* **Excerpted records**:
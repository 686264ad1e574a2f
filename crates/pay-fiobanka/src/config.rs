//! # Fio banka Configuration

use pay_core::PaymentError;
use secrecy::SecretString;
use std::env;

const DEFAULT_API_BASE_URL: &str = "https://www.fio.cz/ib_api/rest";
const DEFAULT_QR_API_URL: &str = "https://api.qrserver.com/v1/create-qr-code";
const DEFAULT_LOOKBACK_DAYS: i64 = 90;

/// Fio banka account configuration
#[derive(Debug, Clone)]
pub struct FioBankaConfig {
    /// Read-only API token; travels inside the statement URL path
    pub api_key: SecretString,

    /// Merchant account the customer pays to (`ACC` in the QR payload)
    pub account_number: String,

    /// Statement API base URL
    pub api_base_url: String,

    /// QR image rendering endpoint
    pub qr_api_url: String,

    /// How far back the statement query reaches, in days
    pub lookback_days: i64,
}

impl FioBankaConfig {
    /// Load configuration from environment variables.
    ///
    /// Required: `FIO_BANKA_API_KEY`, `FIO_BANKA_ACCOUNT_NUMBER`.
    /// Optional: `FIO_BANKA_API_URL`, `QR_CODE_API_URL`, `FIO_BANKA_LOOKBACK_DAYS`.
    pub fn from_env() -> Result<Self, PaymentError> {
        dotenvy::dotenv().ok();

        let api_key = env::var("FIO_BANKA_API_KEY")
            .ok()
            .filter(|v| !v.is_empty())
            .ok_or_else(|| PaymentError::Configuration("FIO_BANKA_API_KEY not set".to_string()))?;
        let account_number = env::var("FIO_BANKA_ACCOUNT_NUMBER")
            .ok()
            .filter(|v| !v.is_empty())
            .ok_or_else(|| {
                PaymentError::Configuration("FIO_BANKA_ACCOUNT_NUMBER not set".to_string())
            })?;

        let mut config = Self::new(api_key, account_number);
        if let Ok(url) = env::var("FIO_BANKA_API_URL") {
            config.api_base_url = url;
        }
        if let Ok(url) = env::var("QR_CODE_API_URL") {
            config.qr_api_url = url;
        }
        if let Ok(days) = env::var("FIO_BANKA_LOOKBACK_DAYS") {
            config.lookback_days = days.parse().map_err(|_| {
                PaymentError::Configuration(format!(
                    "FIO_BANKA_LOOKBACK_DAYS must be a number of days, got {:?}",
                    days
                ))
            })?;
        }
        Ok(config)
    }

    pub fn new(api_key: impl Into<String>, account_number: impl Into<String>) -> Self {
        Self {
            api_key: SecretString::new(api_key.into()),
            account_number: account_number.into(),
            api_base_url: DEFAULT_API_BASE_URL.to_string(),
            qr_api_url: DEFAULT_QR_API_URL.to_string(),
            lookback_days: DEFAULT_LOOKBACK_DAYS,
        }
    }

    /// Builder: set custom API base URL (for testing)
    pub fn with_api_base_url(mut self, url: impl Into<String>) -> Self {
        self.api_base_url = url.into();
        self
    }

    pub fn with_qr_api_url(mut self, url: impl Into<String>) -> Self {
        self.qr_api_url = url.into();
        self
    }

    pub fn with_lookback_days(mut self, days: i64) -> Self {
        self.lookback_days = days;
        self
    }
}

---

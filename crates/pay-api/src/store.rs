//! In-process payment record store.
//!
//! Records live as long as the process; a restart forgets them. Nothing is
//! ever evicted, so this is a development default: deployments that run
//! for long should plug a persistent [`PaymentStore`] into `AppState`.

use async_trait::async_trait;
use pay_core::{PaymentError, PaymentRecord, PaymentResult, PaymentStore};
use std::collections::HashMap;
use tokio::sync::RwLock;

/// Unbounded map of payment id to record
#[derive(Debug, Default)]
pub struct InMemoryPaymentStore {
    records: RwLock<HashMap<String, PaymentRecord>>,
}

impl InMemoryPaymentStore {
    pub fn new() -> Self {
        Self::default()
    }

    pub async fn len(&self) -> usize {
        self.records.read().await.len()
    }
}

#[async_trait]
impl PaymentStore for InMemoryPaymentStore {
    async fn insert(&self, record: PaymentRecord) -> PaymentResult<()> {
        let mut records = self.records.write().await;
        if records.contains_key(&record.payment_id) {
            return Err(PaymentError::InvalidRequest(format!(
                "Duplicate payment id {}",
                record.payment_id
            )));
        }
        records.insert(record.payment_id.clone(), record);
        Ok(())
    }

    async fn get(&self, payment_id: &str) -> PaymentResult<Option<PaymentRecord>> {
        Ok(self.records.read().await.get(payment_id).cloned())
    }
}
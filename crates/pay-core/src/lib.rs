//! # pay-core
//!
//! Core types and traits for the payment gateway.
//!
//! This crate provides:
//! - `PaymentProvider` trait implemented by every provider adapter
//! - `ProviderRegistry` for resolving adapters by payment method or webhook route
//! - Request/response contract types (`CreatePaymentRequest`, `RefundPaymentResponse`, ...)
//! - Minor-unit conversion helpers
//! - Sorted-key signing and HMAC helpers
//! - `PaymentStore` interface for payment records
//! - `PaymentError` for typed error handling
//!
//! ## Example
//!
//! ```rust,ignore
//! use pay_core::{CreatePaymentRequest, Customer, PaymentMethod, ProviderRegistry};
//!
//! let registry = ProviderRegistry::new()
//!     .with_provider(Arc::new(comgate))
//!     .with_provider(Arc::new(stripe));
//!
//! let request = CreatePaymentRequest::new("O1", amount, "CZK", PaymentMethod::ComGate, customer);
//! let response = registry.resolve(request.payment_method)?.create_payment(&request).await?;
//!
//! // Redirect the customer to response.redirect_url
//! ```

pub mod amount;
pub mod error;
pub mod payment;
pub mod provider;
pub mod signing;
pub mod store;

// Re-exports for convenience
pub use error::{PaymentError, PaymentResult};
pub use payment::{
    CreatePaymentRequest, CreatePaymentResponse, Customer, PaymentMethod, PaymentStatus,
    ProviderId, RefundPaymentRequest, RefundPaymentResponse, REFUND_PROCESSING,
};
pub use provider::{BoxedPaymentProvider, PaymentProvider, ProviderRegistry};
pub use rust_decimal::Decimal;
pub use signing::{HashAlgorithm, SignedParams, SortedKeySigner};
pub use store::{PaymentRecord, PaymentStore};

--

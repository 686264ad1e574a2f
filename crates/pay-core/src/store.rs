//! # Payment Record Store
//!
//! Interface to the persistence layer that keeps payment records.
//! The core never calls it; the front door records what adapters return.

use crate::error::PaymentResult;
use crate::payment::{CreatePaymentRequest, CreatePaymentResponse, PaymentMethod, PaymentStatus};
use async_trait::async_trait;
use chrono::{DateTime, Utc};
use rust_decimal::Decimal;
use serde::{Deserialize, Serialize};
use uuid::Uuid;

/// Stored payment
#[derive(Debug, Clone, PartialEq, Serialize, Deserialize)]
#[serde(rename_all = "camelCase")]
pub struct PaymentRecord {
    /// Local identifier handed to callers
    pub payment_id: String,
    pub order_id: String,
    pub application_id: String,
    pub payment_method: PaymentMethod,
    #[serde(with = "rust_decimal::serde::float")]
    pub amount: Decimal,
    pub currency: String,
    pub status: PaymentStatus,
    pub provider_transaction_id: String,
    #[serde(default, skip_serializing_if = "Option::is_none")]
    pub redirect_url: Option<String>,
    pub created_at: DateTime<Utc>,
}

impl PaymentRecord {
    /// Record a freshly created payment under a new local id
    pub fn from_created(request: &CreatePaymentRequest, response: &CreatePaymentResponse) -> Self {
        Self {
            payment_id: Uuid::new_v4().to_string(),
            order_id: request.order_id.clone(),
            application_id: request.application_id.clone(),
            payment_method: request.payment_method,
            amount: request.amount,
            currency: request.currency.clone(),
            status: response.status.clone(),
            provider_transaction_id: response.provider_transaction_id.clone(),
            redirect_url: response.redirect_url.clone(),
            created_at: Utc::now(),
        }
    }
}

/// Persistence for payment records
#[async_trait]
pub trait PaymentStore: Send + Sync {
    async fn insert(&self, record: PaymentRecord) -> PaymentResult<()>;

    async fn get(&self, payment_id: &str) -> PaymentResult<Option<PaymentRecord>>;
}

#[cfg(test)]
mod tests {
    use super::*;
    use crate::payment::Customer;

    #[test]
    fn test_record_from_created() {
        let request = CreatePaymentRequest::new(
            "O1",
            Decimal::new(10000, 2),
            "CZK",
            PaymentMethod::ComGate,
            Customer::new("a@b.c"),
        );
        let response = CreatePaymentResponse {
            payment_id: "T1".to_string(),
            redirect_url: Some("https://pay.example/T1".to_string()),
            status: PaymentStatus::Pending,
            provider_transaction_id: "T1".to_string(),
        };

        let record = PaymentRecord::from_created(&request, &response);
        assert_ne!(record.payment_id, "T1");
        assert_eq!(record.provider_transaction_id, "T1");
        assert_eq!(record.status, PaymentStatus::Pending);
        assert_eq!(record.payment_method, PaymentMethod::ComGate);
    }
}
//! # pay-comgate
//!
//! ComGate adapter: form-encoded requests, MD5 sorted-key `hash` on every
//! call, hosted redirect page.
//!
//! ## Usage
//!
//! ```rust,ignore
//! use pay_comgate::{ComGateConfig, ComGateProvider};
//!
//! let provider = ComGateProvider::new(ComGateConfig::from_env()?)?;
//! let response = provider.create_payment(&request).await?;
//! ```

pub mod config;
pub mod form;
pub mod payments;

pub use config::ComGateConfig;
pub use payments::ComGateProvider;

* **Activity**: Working from the entries above, find every line in which the word "long" occurs and copy it.

* **Result for this exercise**:
//! Records live as long as the process; a restart forgets them. Nothing is
//! for long should plug a persistent [`PaymentStore`] into `AppState`.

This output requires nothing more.